Quelques semaines après la sortie de The Grand Experiment, Neal Morse et son Band sont de retour à Paris. Et c’est du côté de la rue des martyrs, dans ce bon vieux Divan, que les Américains ont élu domicile pour la soirée. L’état de santé de Mike Portnoy, toujours fidèle derrière les fûts, inquiète les fans présents ce soir, puisque quelques jours plus tôt, le concert londonien du Neal Morse Band a été écourté, le batteur ayant du se rendre aux urgences dans l’après-midi. Mais ce soir, Mike Portnoy se sent en meilleure forme et les Américains sont bien décidés à délivrer une prestation haute en couleur et en générosité. Mais pour l’heure, place aux Suédois de Beardfish, dont le rock progressif parfois musclé trouvera preneur auprès du public.
Beardfish
La formation suédoise n’en est pas à son coup d’essai, puisqu’elle enchaine depuis plusieurs années déjà des concerts en première partie d’artistes prog renommés (comme Pain of Salvation ou encore Flying Colors). Fort d’un nouvel album récemment sorti, les poissons barbus entrent en scène alors qu’une grande partie du public se trouve encore dans la longue file d’attente devant la salle. Beardfish dévoile sa musique aux influences variées, emmené par son leader, Rikard Sjöblom, qui passe aisément de la guitare aux claviers. Avec un chant tout en finesse qui tranche littéralement avec les longues plages instrumentales du combo, il arrive à se mettre le public dans la poche malgré une communication minimaliste. De son côté, le bassiste Robert Hansen est également très à l’aise, malgré sa position étriquée sur la scène causée par la présence de nombreux claviers.

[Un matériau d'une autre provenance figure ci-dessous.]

/// JWT Authentication Middleware
///
/// Reads the access token from the `accessToken` cookie or the
/// `Authorization: Bearer` header, verifies it and injects the caller's
/// identity into request extensions for use by route handlers.

use actix_web::{
    dev::{forward_ready, Service, ServiceRequest, ServiceResponse, Transform},
    Error, HttpMessage,
};
use futures::future::LocalBoxFuture;
use std::rc::Rc;
use std::sync::Arc;
use uuid::Uuid;

use crate::auth::{TokenAuthority, ACCESS_TOKEN_COOKIE};
use crate::error::{AppError, AuthError};

/// Identity of the caller, set by [`JwtMiddleware`]
#[derive(Debug, Clone, Copy, PartialEq, Eq)]
pub struct AuthenticatedUser {
    pub id: Uuid,
}

/// JWT middleware for protecting routes
pub struct JwtMiddleware {
    authority: Arc<TokenAuthority>,
}

impl JwtMiddleware {
    pub fn new(authority: Arc<TokenAuthority>) -> Self {
        Self { authority }
    }
}

impl<S, B> Transform<S, ServiceRequest> for JwtMiddleware
where
    S: Service<ServiceRequest, Response = ServiceResponse<B>, Error = Error> + 'static,
    S::Future: 'static,
    B: 'static,
{
    type Response = ServiceResponse<B>;
    type Error = Error;
    type InitError = ();
    type Transform = JwtMiddlewareService<S>;
    type Future = std::future::Ready<Result<Self::Transform, Self::InitError>>;

    fn new_transform(&self, service: S) -> Self::Future {
        std::future::ready(Ok(JwtMiddlewareService {
            service: Rc::new(service),
            authority: self.authority.clone(),
        }))
    }
}

pub struct JwtMiddlewareService<S> {
    service: Rc<S>,
    authority: Arc<TokenAuthority>,
}

/// Cookie first, then a well-formed Bearer header
fn extract_access_token(req: &ServiceRequest) -> Option<String> {
    if let Some(cookie) = req.cookie(ACCESS_TOKEN_COOKIE) {
        if !cookie.value().is_empty() {
            return Some(cookie.value().to_string());
        }
    }

    req.headers()
        .get("Authorization")
        .and_then(|h| h.to_str().ok())
        .and_then(|h| h.strip_prefix("Bearer "))
        .map(str::trim)
        .filter(|token| !token.is_empty())
        .map(str::to_string)
}

impl<S, B> Service<ServiceRequest> for JwtMiddlewareService<S>
where
    S: Service<ServiceRequest, Response = ServiceResponse<B>, Error = Error> + 'static,
    S::Future: 'static,
    B: 'static,
{
    type Response = ServiceResponse<B>;
    type Error = Error;
    type Future = LocalBoxFuture<'static, Result<Self::Response, Self::Error>>;

    forward_ready!(service);

    fn call(&self, req: ServiceRequest) -> Self::Future {
        let verified = extract_access_token(&req)
            .ok_or(AuthError::MissingToken)
            .and_then(|token| self.authority.verify_access(&token));

        match verified {
            Ok(user_id) => {
                req.extensions_mut().insert(AuthenticatedUser { id: user_id });
                tracing::debug!(user_id = %user_id, "Access token validated");

                let service = self.service.clone();
                Box::pin(async move { service.call(req).await })
            }
            Err(e) => {
                tracing::warn!(path = %req.path(), error = %e, "Access check failed");
                Box::pin(async move { Err(AppError::Auth(e).into()) })
            }
        }
    }
}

Si la musique développée par Beardfish appelle au calme et à la contemplation, le public n’oublie cependant pas d’applaudir chaleureusement les Suédois entre chaque titres, preuve que la musique de Beardfish arrive à toucher les amateurs de prog.
Il est également fort appréciable de pouvoir bénéficier d’un son aussi bon, qui arrive à mettre en avant le côté chaleureux des instruments vintages et en particulier des claviers de Martin Borgh. Ce son analogique nous plonge d’ailleurs directement dans les années 70, période marquante dans la musique des Suédois (on regrettera toutefois des influences seventies un peu trop évidentes). Mais Beardfish ce n’est pas que du rock progressif typé 70’s, puisque de nombreux riffs plus musclés sortant de la guitare de David Zackrisson viennent ponctuellement enrichir la palette sonore et musicale du combo.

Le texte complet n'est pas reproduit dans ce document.